→ Your assignment: For the material below, return exactly the lines starting at the one holding "fn default() ->" and ending at the one holding "24, rate: Rate::new(dec!(0.20))", counting both as part of the range.
(Excerpted records)
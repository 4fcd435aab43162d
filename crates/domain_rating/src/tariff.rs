//! Tariff book
//!
//! Every figure the rating engine uses lives in a [`TariffBook`]. The
//! [`Default`] book carries the current motor tariff; rate revisions are
//! shipped as JSON and loaded with [`TariffBook::load_from_str`] or
//! [`TariffBook::load_from_file`].
//!
//! Bracketed tables are ordered and scanned top to bottom; the first entry
//! whose bound exceeds the looked-up value wins.

use rust_decimal::Decimal;
use rust_decimal_macros::dec;
use serde::{Deserialize, Serialize};
use std::collections::BTreeMap;
use std::path::Path;

use core_kernel::{Currency, Money, Rate};

use crate::addons::AddOn;
use crate::error::RatingError;
use crate::vehicle::VehicleCategory;

/// Third-party premium for engines below a capacity bound
#[derive(Debug, Clone, PartialEq, Serialize, Deserialize)]
pub struct TpBracket {
    /// Exclusive upper capacity bound in cc; `None` for the open top bracket
    pub below_cc: Option<Decimal>,
    /// Annual TP premium in whole currency units
    pub premium: Decimal,
}

impl TpBracket {
    fn bounded(below_cc: Decimal, premium: Decimal) -> Self {
        Self { below_cc: Some(below_cc), premium }
    }

    fn open(premium: Decimal) -> Self {
        Self { below_cc: None, premium }
    }

    fn matches(&self, capacity_cc: Decimal) -> bool {
        self.below_cc.map_or(true, |bound| capacity_cc < bound)
    }
}

/// Depreciation applied to vehicles registered fewer than `below_months` ago
#[derive(Debug, Clone, PartialEq, Serialize, Deserialize)]
pub struct DepreciationBand {
    pub below_months: i32,
    pub rate: Rate,
}

/// Flat depreciation once a vehicle reaches a calendar age in years
#[derive(Debug, Clone, PartialEq, Serialize, Deserialize)]
pub struct FlatDepreciation {
    pub from_years: i32,
    pub rate: Rate,
}

/// OD premium multiplier for vehicles older than `above_years`
#[derive(Debug, Clone, PartialEq, Serialize, Deserialize)]
pub struct AgeLoading {
    pub above_years: i32,
    pub factor: Decimal,
}

/// Rate tables for motor rating
#[derive(Debug, Clone, PartialEq, Serialize, Deserialize)]
pub struct TariffBook {
    /// Currency all tariff amounts are expressed in
    pub currency: Currency,
    /// TP brackets per category, ascending by capacity
    pub tp_brackets: BTreeMap<VehicleCategory, Vec<TpBracket>>,
    /// Personal-accident cover bundled with every TP premium
    pub pa_cover: Decimal,
    /// OD base rate as a share of IDV
    pub od_base_rates: BTreeMap<VehicleCategory, Rate>,
    /// OD age loadings, checked in order
    pub age_loadings: Vec<AgeLoading>,
    /// Depreciation bands, ascending by month bound
    pub depreciation_bands: Vec<DepreciationBand>,
    /// Depreciation that overrides the bands for old vehicles
    pub flat_depreciation: FlatDepreciation,
    /// Add-on price as a share of the NCB-adjusted OD premium
    pub add_on_rates: BTreeMap<AddOn, Rate>,
    /// Goods and services tax on the base premium
    pub gst_rate: Rate,
    /// Floor used when a category has no TP bracket to fall back on
    pub category_minimums: BTreeMap<VehicleCategory, Decimal>,
}

impl Default for TariffBook {
    fn default() -> Self {
        Self {
            currency: Currency::INR,
            tp_brackets: BTreeMap::from([
                (
                    VehicleCategory::TwoWheeler,
                    vec![
                        TpBracket::bounded(dec!(75), dec!(482)),
                        TpBracket::bounded(dec!(150), dec!(752)),
                        TpBracket::bounded(dec!(350), dec!(1193)),
                        TpBracket::open(dec!(2323)),
                    ],
                ),
                (
                    VehicleCategory::FourWheeler,
                    vec![
                        TpBracket::bounded(dec!(1000), dec!(2094)),
                        TpBracket::bounded(dec!(1500), dec!(3423)),
                        TpBracket::bounded(dec!(2000), dec!(7890)),
                        TpBracket::open(dec!(12872)),
                    ],
                ),
                // Goods carriers below 7500 kg GVW
                (VehicleCategory::Commercial, vec![TpBracket::open(dec!(5858))]),
            ]),
            pa_cover: dec!(375),
            od_base_rates: BTreeMap::from([
                (VehicleCategory::TwoWheeler, Rate::new(dec!(0.025))),
                (VehicleCategory::FourWheeler, Rate::new(dec!(0.03))),
                (VehicleCategory::Commercial, Rate::new(dec!(0.03))),
            ]),
            age_loadings: vec![
                AgeLoading { above_years: 5, factor: dec!(1.2) },
                AgeLoading { above_years: 3, factor: dec!(1.1) },
            ],
            depreciation_bands: vec![
                DepreciationBand { below_months: 6, rate: Rate::new(dec!(0.05)) },
                DepreciationBand { below_months: 12, rate: Rate::new(dec!(0.15)) },
                DepreciationBand { below_months: 24, rate: Rate::new(dec!(0.20)) },
                DepreciationBand { below_months: 36, rate: Rate::new(dec!(0.30)) },
                DepreciationBand { below_months: 48, rate: Rate::new(dec!(0.40)) },
                DepreciationBand { below_months: 60, rate: Rate::new(dec!(0.50)) },
            ],
            flat_depreciation: FlatDepreciation { from_years: 5, rate: Rate::new(dec!(0.50)) },
            add_on_rates: BTreeMap::from([
                (AddOn::ZeroDepreciation, Rate::new(dec!(0.15))),
                (AddOn::EngineProtector, Rate::new(dec!(0.05))),
                (AddOn::ReturnToInvoice, Rate::new(dec!(0.10))),
                (AddOn::NcbProtector, Rate::new(dec!(0.02))),
                (AddOn::RoadsideAssistance, Rate::new(dec!(0.01))),
                (AddOn::KeyLockCover, Rate::new(dec!(0.01))),
                (AddOn::TyreProtection, Rate::new(dec!(0.02))),
                (AddOn::ConsumablesCover, Rate::new(dec!(0.01))),
            ]),
            gst_rate: Rate::from_percentage(dec!(18)),
            category_minimums: BTreeMap::from([
                (VehicleCategory::TwoWheeler, dec!(500)),
                (VehicleCategory::FourWheeler, dec!(2000)),
                (VehicleCategory::Commercial, dec!(5000)),
            ]),
        }
    }
}

impl TariffBook {
    /// Parses and validates a tariff book from JSON
    pub fn load_from_str(json: &str) -> Result<Self, RatingError> {
        let book: TariffBook = serde_json::from_str(json)
            .map_err(|e| RatingError::tariff(format!("Malformed tariff book: {}", e)))?;
        book.validate()?;
        Ok(book)
    }

    /// Reads, parses and validates a tariff book file
    pub fn load_from_file(path: impl AsRef<Path>) -> Result<Self, RatingError> {
        let path = path.as_ref();
        let json = std::fs::read_to_string(path).map_err(|e| {
            RatingError::tariff(format!("Cannot read tariff book {}: {}", path.display(), e))
        })?;
        Self::load_from_str(&json)
    }

    /// Checks the tables are ordered and every rate is a sensible share
    pub fn validate(&self) -> Result<(), RatingError> {
        if self.depreciation_bands.is_empty() {
            return Err(RatingError::tariff("Depreciation bands must not be empty"));
        }
        if !self
            .depreciation_bands
            .windows(2)
            .all(|w| w[0].below_months < w[1].below_months)
        {
            return Err(RatingError::tariff("Depreciation bands must ascend by month bound"));
        }

        let depreciation_rates = self
            .depreciation_bands
            .iter()
            .map(|b| &b.rate)
            .chain(std::iter::once(&self.flat_depreciation.rate));
        for rate in depreciation_rates {
            ensure_share("depreciation", rate)?;
        }

        for (category, brackets) in &self.tp_brackets {
            let bounds: Vec<_> = brackets.iter().map(|b| b.below_cc).collect();
            let open_only_last = bounds
                .iter()
                .enumerate()
                .all(|(i, b)| b.is_some() || i == bounds.len() - 1);
            let ascending = bounds
                .windows(2)
                .all(|w| matches!((w[0], w[1]), (Some(a), Some(b)) if a < b) || w[1].is_none());
            if !open_only_last || !ascending {
                return Err(RatingError::tariff(format!(
                    "TP brackets for {} must ascend with only the last bracket open",
                    category
                )));
            }
            if brackets.iter().any(|b| b.premium < Decimal::ZERO) {
                return Err(RatingError::tariff(format!("Negative TP premium for {}", category)));
            }
        }

        for (category, rate) in &self.od_base_rates {
            ensure_share(&format!("OD rate for {}", category), rate)?;
        }
        for (add_on, rate) in &self.add_on_rates {
            ensure_share(&format!("add-on rate for {}", add_on), rate)?;
        }
        if self.gst_rate.as_decimal() < Decimal::ZERO {
            return Err(RatingError::tariff("GST rate must not be negative"));
        }
        if self.age_loadings.iter().any(|l| l.factor < Decimal::ZERO) {
            return Err(RatingError::tariff("Age loading factors must not be negative"));
        }
        if self.pa_cover < Decimal::ZERO || self.category_minimums.values().any(|m| *m < Decimal::ZERO) {
            return Err(RatingError::tariff("Fixed amounts must not be negative"));
        }
        Ok(())
    }

    /// TP tariff premium for a vehicle, `None` when the category has no brackets
    pub fn tp_tariff(&self, category: VehicleCategory, capacity_cc: Decimal) -> Option<Money> {
        self.tp_brackets
            .get(&category)?
            .iter()
            .find(|b| b.matches(capacity_cc))
            .map(|b| Money::new(b.premium, self.currency))
    }

    /// Personal-accident cover
    pub fn pa_cover(&self) -> Money {
        Money::new(self.pa_cover, self.currency)
    }

    /// OD base rate for a category, zero when the tariff does not rate it
    pub fn od_base_rate(&self, category: VehicleCategory) -> Rate {
        self.od_base_rates.get(&category).copied().unwrap_or_else(Rate::zero)
    }

    /// First age loading whose threshold the vehicle exceeds, 1 otherwise
    pub fn age_factor(&self, age_years: i32) -> Decimal {
        self.age_loadings
            .iter()
            .find(|l| age_years > l.above_years)
            .map_or(Decimal::ONE, |l| l.factor)
    }

    /// Depreciation rate for a vehicle's age in calendar months and years
    ///
    /// Months past the last band take the last band's rate.
    pub fn depreciation_rate(&self, months: i32, years: i32) -> Rate {
        if years >= self.flat_depreciation.from_years {
            return self.flat_depreciation.rate;
        }
        self.depreciation_bands
            .iter()
            .find(|b| months < b.below_months)
            .or_else(|| self.depreciation_bands.last())
            .map_or_else(Rate::zero, |b| b.rate)
    }

    /// Minimum premium for a category, zero when none is configured
    pub fn category_minimum(&self, category: VehicleCategory) -> Money {
        let amount = self.category_minimums.get(&category).copied().unwrap_or_default();
        Money::new(amount, self.currency)
    }
}

fn ensure_share(what: &str, rate: &Rate) -> Result<(), RatingError> {
    let value = rate.as_decimal();
    if value < Decimal::ZERO || value > Decimal::ONE {
        return Err(RatingError::tariff(format!("{} must be between 0 and 1, got {}", what, value)));
    }
    Ok(())
}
(End Excerpted records)
→ Completed task:
    fn default() -> Self {
        Self {
            currency: Currency::INR,
            tp_brackets: BTreeMap::from([
                (
                    VehicleCategory::TwoWheeler,
                    vec![
                        TpBracket::bounded(dec!(75), dec!(482)),
                        TpBracket::bounded(dec!(150), dec!(752)),
                        TpBracket::bounded(dec!(350), dec!(1193)),
                        TpBracket::open(dec!(2323)),
                    ],
                ),
                (
                    VehicleCategory::FourWheeler,
                    vec![
                        TpBracket::bounded(dec!(1000), dec!(2094)),
                        TpBracket::bounded(dec!(1500), dec!(3423)),
                        TpBracket::bounded(dec!(2000), dec!(7890)),
                        TpBracket::open(dec!(12872)),
                    ],
                ),
                // Goods carriers below 7500 kg GVW
                (VehicleCategory::Commercial, vec![TpBracket::open(dec!(5858))]),
            ]),
            pa_cover: dec!(375),
            od_base_rates: BTreeMap::from([
                (VehicleCategory::TwoWheeler, Rate::new(dec!(0.025))),
                (VehicleCategory::FourWheeler, Rate::new(dec!(0.03))),
                (VehicleCategory::Commercial, Rate::new(dec!(0.03))),
            ]),
            age_loadings: vec![
                AgeLoading { above_years: 5, factor: dec!(1.2) },
                AgeLoading { above_years: 3, factor: dec!(1.1) },
            ],
            depreciation_bands: vec![
                DepreciationBand { below_months: 6, rate: Rate::new(dec!(0.05)) },
                DepreciationBand { below_months: 12, rate: Rate::new(dec!(0.15)) },
                DepreciationBand { below_months: 24, rate: Rate::new(dec!(0.20)) },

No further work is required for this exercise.